An African leopard photographed drinking water at night, at the Olkiramatian Conservancy in Kenya. Unlike their Indian counterparts, these cats are struggling to adapt to habitat loss, and are mostly restricted to Protected Areas. Photo Courtesy: Dr. Ramakanta Panda.
KS: Back to photography. As a wildlife photographer myself, I’m curious about the kind of equipment you use. And which wild places do you see yourself gravitating to most?
In recent years, I’ve shifted to mirrorless Sony cameras. My preferred lenses for wild animal photography include a 70-200 mm., 24-70 mm., and 400 mm. Occasionally, I opt for a 100-400 mm. lens. For bird photography, I rely on a 400 mm. or 600 mm. prime lens. I spend about two-thirds of my time in India and a third in Africa, specifically Kenya and Tanzania. Among my favourite places in India are Mumbai and, of course, various national parks in Maharashtra, Madhya Pradesh, Rajasthan and Corbett. Recently, Tadoba, Satpura and Bandhavgarh have become my preferred destinations.
BS: Your take on Artificial Intelligence as it relates to both your passions... medicine and wildlife photography?
AI will usher in a paradigm shift in both medicine and wildlife photography. The influence of AI on medicine is my favourite topic. In short, AI combined with the increase in computational power and big data analytics will completely revolutionise medicine over the next few decades. Medical care will change from current intermittent episodic care, when a person is ill, to continuous health management preventing as well as predicting disease, and the point of care will shift from hospitals to homes. This will be brought in by various wearable devices, wearable or implantable sensors, and other technological innovations that will continuously monitor the health parameters of a person. AI will be at the heart of all these technological innovations. It will enhance and speed up new drug discovery, making it cheaper, and usher in personalised medicine.

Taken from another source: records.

use anyhow::{bail, Context};
use url::Url;

use super::logging::LogDestination;

/// Environment prefix shared by all viewer settings.
const ENV_PREFIX: &str = "VIEWER_";

const DEFAULT_API_BASE: &str = "http://127.0.0.1:5001";

#[derive(Debug, Clone)]
pub struct AppConfig {
    /// Base URL of the archive service.
    pub api_base: Url,
    /// Location path to resolve on startup.
    pub start_path: String,
    pub log_destination: LogDestination,
}

impl AppConfig {
    /// Reads `VIEWER_*` environment variables and the optional start-path
    /// argument.
    pub fn load() -> anyhow::Result<Self> {
        let base_raw = env_or("API_BASE", DEFAULT_API_BASE);
        let api_base = Url::parse(&base_raw)
            .with_context(|| format!("invalid API base url {base_raw:?}"))?;

        let log_destination = parse_log_destination(&env_or("LOG", "file"))?;
        let start_path = std::env::args().nth(1).unwrap_or_else(|| "/".to_string());

        Ok(Self {
            api_base,
            start_path,
            log_destination,
        })
    }
}

fn env_or(name: &str, default: &str) -> String {
    std::env::var(format!("{ENV_PREFIX}{name}")).unwrap_or_else(|_| default.to_string())
}

fn parse_log_destination(value: &str) -> anyhow::Result<LogDestination> {
    match value {
        "file" => Ok(LogDestination::File),
        "terminal" => Ok(LogDestination::Terminal),
        "both" => Ok(LogDestination::Both),
        other => bail!("invalid {ENV_PREFIX}LOG value {other:?} (file, terminal, both)"),
    }
}
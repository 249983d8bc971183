use std::sync::Once;

use viewer_core::{
    update, AppState, ContentView, LoadError, Msg, PageDetail, PageMeta, PageStatus, PageSummary,
    ViewState,
};

fn init_logging() {
    static INIT: Once = Once::new();
    INIT.call_once(viewer_logging::initialize_for_tests);
}

fn summary(id: &str) -> PageSummary {
    PageSummary {
        id: id.to_string(),
        url: format!("https://example.com/{id}"),
        status: PageStatus::Done,
        created: "2024".to_string(),
        meta: PageMeta {
            title: "T".to_string(),
            description: "D".to_string(),
            error: None,
        },
    }
}

fn detail(id: &str) -> PageDetail {
    PageDetail {
        id: id.to_string(),
        url: format!("https://example.com/{id}"),
        status: PageStatus::Done,
        created: "2024".to_string(),
        meta: PageMeta {
            title: "T".to_string(),
            description: "D".to_string(),
            error: None,
        },
        results: Vec::new(),
    }
}

#[test]
fn list_load_replaces_content_and_marks_dirty() {
    init_logging();
    let state = AppState::new();
    let (state, _effects) = update(
        state,
        Msg::AppStarted {
            path: "/".to_string(),
        },
    );

    let (mut next, effects) = update(
        state,
        Msg::ListLoaded {
            result: Ok(vec![summary("a")]),
        },
    );

    assert!(effects.is_empty());
    assert!(next.consume_dirty());
    match next.view().content {
        ContentView::List(rows) => {
            assert_eq!(rows.len(), 1);
            assert_eq!(rows[0].id, "a");
            assert_eq!(rows[0].status, "done");
            assert_eq!(rows[0].created, "2024");
            assert_eq!(rows[0].title, "T");
            assert_eq!(rows[0].description, "D");
        }
        other => panic!("expected list content, got {other:?}"),
    }
}

#[test]
fn detail_load_replaces_content() {
    init_logging();
    let state = AppState::new();
    let (state, _effects) = update(
        state,
        Msg::AppStarted {
            path: "/a".to_string(),
        },
    );

    let (mut next, _effects) = update(
        state,
        Msg::DetailLoaded {
            result: Ok(detail("a")),
        },
    );

    assert!(next.consume_dirty());
    match next.view().content {
        ContentView::Detail(view) => assert_eq!(view.id, "a"),
        other => panic!("expected detail content, got {other:?}"),
    }
}

#[test]
fn load_failure_leaves_display_unchanged() {
    init_logging();
    let state = AppState::new();
    let (state, _effects) = update(
        state,
        Msg::AppStarted {
            path: "/".to_string(),
        },
    );
    let (mut state, _effects) = update(
        state,
        Msg::ListLoaded {
            result: Ok(vec![summary("a")]),
        },
    );
    assert!(state.consume_dirty());
    let shown = state.view().content;

    let (mut next, effects) = update(
        state,
        Msg::DetailLoaded {
            result: Err(LoadError("http status 500".to_string())),
        },
    );

    assert!(effects.is_empty());
    assert!(!next.consume_dirty());
    assert_eq!(next.view().content, shown);
}

#[test]
fn completion_applies_even_after_route_changed() {
    // No cancellation exists: a response that arrives after a newer
    // navigation still replaces the displayed content, while the route
    // keeps the newer value.
    init_logging();
    let state = AppState::new();
    let (state, _effects) = update(
        state,
        Msg::PageLinkClicked {
            id: "a".to_string(),
        },
    );
    let (state, _effects) = update(state, Msg::HistoryPopped { entry: None });

    let (mut next, _effects) = update(
        state,
        Msg::DetailLoaded {
            result: Ok(detail("a")),
        },
    );

    assert_eq!(next.route(), &ViewState::List);
    assert!(next.consume_dirty());
    assert!(matches!(next.view().content, ContentView::Detail(_)));
}
//! Viewer engine: archive API client and fetch execution.
mod engine;
mod fetch;
mod types;
mod wire;

pub use engine::EngineHandle;
pub use fetch::{FetchSettings, PageFetcher, ReqwestPageFetcher};
pub use types::{EngineEvent, FailureKind, FetchError};
pub use wire::{FileEntry, Page, PageMeta, PageWithResults, ResultEntry};
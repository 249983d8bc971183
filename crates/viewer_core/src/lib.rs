//! Viewer core: pure navigation state machine and view-model helpers.
mod effect;
mod msg;
mod state;
mod update;
mod view_model;

pub use effect::Effect;
pub use msg::Msg;
pub use state::{
    AppState, FileRef, HistoryEntry, LoadError, PageDetail, PageId, PageMeta, PageStatus,
    PageSummary, ResultEntry, ViewState,
};
pub use update::update;
pub use view_model::{
    AppViewModel, ContentView, FileLinkView, PageDetailView, PageRowView, ResultLinkView,
    ResultRowView,
};
use crate::{HistoryEntry, PageId};

/// Side effects requested by `update`, executed by the platform layer.
#[derive(Debug, Clone, PartialEq, Eq)]
pub enum Effect {
    /// Read the page collection endpoint.
    FetchList,
    /// Read the single-page endpoint for `id`.
    FetchDetail { id: PageId },
    /// Record a new session-history slot for an in-app navigation.
    PushHistory { entry: HistoryEntry, path: String },
}
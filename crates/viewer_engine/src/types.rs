use std::fmt;

use crate::wire::{Page, PageWithResults};

/// Completion event for a fetch command. Exactly one event is emitted per
/// command; there is no deduplication and no cancellation, so events for
/// superseded commands are still delivered.
#[derive(Debug, Clone, PartialEq, Eq)]
pub enum EngineEvent {
    ListFetched {
        result: Result<Vec<Page>, FetchError>,
    },
    DetailFetched {
        id: String,
        result: Result<PageWithResults, FetchError>,
    },
}

/// Failure of a single fetch attempt.
#[derive(Debug, Clone, PartialEq, Eq, thiserror::Error)]
#[error("{kind}: {message}")]
pub struct FetchError {
    pub kind: FailureKind,
    pub message: String,
}

impl FetchError {
    pub(crate) fn new(kind: FailureKind, message: impl Into<String>) -> Self {
        Self {
            kind,
            message: message.into(),
        }
    }
}

#[derive(Debug, Clone, PartialEq, Eq)]
pub enum FailureKind {
    InvalidUrl,
    HttpStatus(u16),
    Timeout,
    Network,
    Decode,
}

impl fmt::Display for FailureKind {
    fn fmt(&self, f: &mut fmt::Formatter<'_>) -> fmt::Result {
        match self {
            FailureKind::InvalidUrl => write!(f, "invalid url"),
            FailureKind::HttpStatus(code) => write!(f, "http status {code}"),
            FailureKind::Timeout => write!(f, "timeout"),
            FailureKind::Network => write!(f, "network error"),
            FailureKind::Decode => write!(f, "undecodable response body"),
        }
    }
}
use std::io::{self, Write};

use url::Url;
use viewer_core::{AppViewModel, ContentView, PageDetailView, PageRowView, ResultLinkView};

/// Output handle for the data region. All rendering goes through an
/// explicit region rather than a process-global stream.
pub struct DisplayRegion<W: Write> {
    out: W,
}

impl<W: Write> DisplayRegion<W> {
    pub fn new(out: W) -> Self {
        Self { out }
    }

    #[cfg(test)]
    fn into_inner(self) -> W {
        self.out
    }
}

/// Replaces the region's content with the given view. The previous content
/// is discarded wholesale; nothing is diffed or patched.
pub fn render<W: Write>(
    region: &mut DisplayRegion<W>,
    view: &AppViewModel,
    api_base: &Url,
) -> io::Result<()> {
    let out = &mut region.out;
    writeln!(out)?;
    writeln!(out, "{}", "-".repeat(72))?;
    match &view.content {
        ContentView::Empty => writeln!(out, "(nothing loaded)")?,
        ContentView::List(rows) => render_list(out, rows)?,
        ContentView::Detail(detail) => render_detail(out, detail, api_base)?,
    }
    out.flush()
}

/// Banner shown once at startup, titled after the service host.
pub fn banner(api_base: &Url) -> String {
    match api_base.host_str() {
        Some(host) => format!("WebArchive {host}"),
        None => "WebArchive".to_string(),
    }
}

fn render_list<W: Write>(out: &mut W, rows: &[PageRowView]) -> io::Result<()> {
    writeln!(out, "Archived pages ({})", rows.len())?;
    for row in rows {
        writeln!(out, "[{}] {}  {}", row.status, row.created, row.title)?;
        if !row.description.is_empty() {
            writeln!(out, "    {}", row.description)?;
        }
        writeln!(out, "    open {}", row.id)?;
    }
    Ok(())
}

fn render_detail<W: Write>(out: &mut W, detail: &PageDetailView, api_base: &Url) -> io::Result<()> {
    writeln!(out, "{}", detail.title)?;
    if !detail.description.is_empty() {
        writeln!(out, "{}", detail.description)?;
    }
    writeln!(out, "{}", detail.url)?;
    for result in &detail.results {
        match &result.link {
            ResultLinkView::Error { message } => {
                writeln!(out, "  {}  \u{26a0} {}", result.format, message)?;
            }
            ResultLinkView::Files(files) if files.is_empty() => {
                writeln!(out, "  {}", result.format)?;
            }
            ResultLinkView::Files(files) => {
                for file in files {
                    writeln!(
                        out,
                        "  {}  {} -> {}",
                        result.format,
                        file.name,
                        absolute(api_base, &file.href)
                    )?;
                }
            }
        }
    }
    Ok(())
}

/// File links leave the viewer; they are printed as absolute service URLs
/// for the user to open elsewhere.
fn absolute(api_base: &Url, href: &str) -> String {
    match api_base.join(href) {
        Ok(url) => url.to_string(),
        Err(_) => href.to_string(),
    }
}

#[cfg(test)]
mod tests {
    use super::*;
    use viewer_core::{FileLinkView, ResultRowView};

    fn base() -> Url {
        Url::parse("http://127.0.0.1:5001").expect("base url")
    }

    fn rendered(view: &AppViewModel) -> String {
        let mut region = DisplayRegion::new(Vec::new());
        render(&mut region, view, &base()).expect("render ok");
        String::from_utf8(region.into_inner()).expect("utf8 output")
    }

    #[test]
    fn list_view_prints_one_row_per_page() {
        let view = AppViewModel {
            content: ContentView::List(vec![PageRowView {
                id: "a".to_string(),
                status: "done".to_string(),
                created: "2024".to_string(),
                title: "T".to_string(),
                description: "D".to_string(),
            }]),
            ..AppViewModel::default()
        };

        let output = rendered(&view);

        assert!(output.contains("Archived pages (1)"));
        assert!(output.contains("[done] 2024  T"));
        assert!(output.contains("open a"));
    }

    #[test]
    fn failed_result_shows_marker_instead_of_file_links() {
        let view = AppViewModel {
            content: ContentView::Detail(PageDetailView {
                id: "p1".to_string(),
                url: "https://example.com/".to_string(),
                title: "T".to_string(),
                description: String::new(),
                results: vec![ResultRowView {
                    format: "pdf".to_string(),
                    link: ResultLinkView::Error {
                        message: "render failed".to_string(),
                    },
                }],
            }),
            ..AppViewModel::default()
        };

        let output = rendered(&view);

        assert!(output.contains("pdf  \u{26a0} render failed"));
        assert!(!output.contains("/api/v1/pages"));
    }

    #[test]
    fn file_links_are_absolute_service_urls() {
        let view = AppViewModel {
            content: ContentView::Detail(PageDetailView {
                id: "p1".to_string(),
                url: "https://example.com/".to_string(),
                title: "T".to_string(),
                description: String::new(),
                results: vec![ResultRowView {
                    format: "headers".to_string(),
                    link: ResultLinkView::Files(vec![FileLinkView {
                        name: "headers.txt".to_string(),
                        href: "/api/v1/pages/p1/file/f1".to_string(),
                    }]),
                }],
            }),
            ..AppViewModel::default()
        };

        let output = rendered(&view);

        assert!(output.contains("headers.txt -> http://127.0.0.1:5001/api/v1/pages/p1/file/f1"));
    }

    #[test]
    fn banner_names_the_service_host() {
        assert_eq!(banner(&base()), "WebArchive 127.0.0.1");
    }
}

As with medicine, AI will have sweeping impacts on conservation photography with an intelligent autofocus system, enhanced image recognition, predictions of wildlife behaviour, which will empower photographers to anticipate and capture unique moments, integrating augmented reality and many unimaginable creative techniques.It will also revolutionise post-processing with automated composition assistance and intuitive editing suggestions, bringing in a new era of creativity. The impact will be far more profound than the introduction of movie and colour photography.
AI will also play a pivotal role in environmental management by providing real-time monitoring, capturing data on habitat changes, including predictive data akin to predicting impending diseases in people, thus aiding conservation initiatives.
A family photo taken at one of Dr. Panda’s exhibitions at the Jehangir Art Gallery in Mumbai. From left to right: Dr. Panda, his son Saswat, daughter-in-law Poornima, and his daughter, Sonal. Photo Courtesy: Dr. Asifa.
BS: Any life advice for the generation destined to soon take charge from us?
Find a career with purpose at the heart, aligned with your interest and values, and be passionate about it. This will intrinsically motivate you, bringing professional and personal satisfaction. And try to maintain a holistic work-life balance. Learn when to prioritise work, and when to prioritise personal and family well-being.
Lastly, beyond personal success, you must contribute positively to society and environment protection.
BS and KS: Thank you Dr. Panda, for your on-the-nail responses and insights. At some point we would like nothing better than to take this conversation forward while sitting quietly in the heart of one of the many wild places that all three of us love.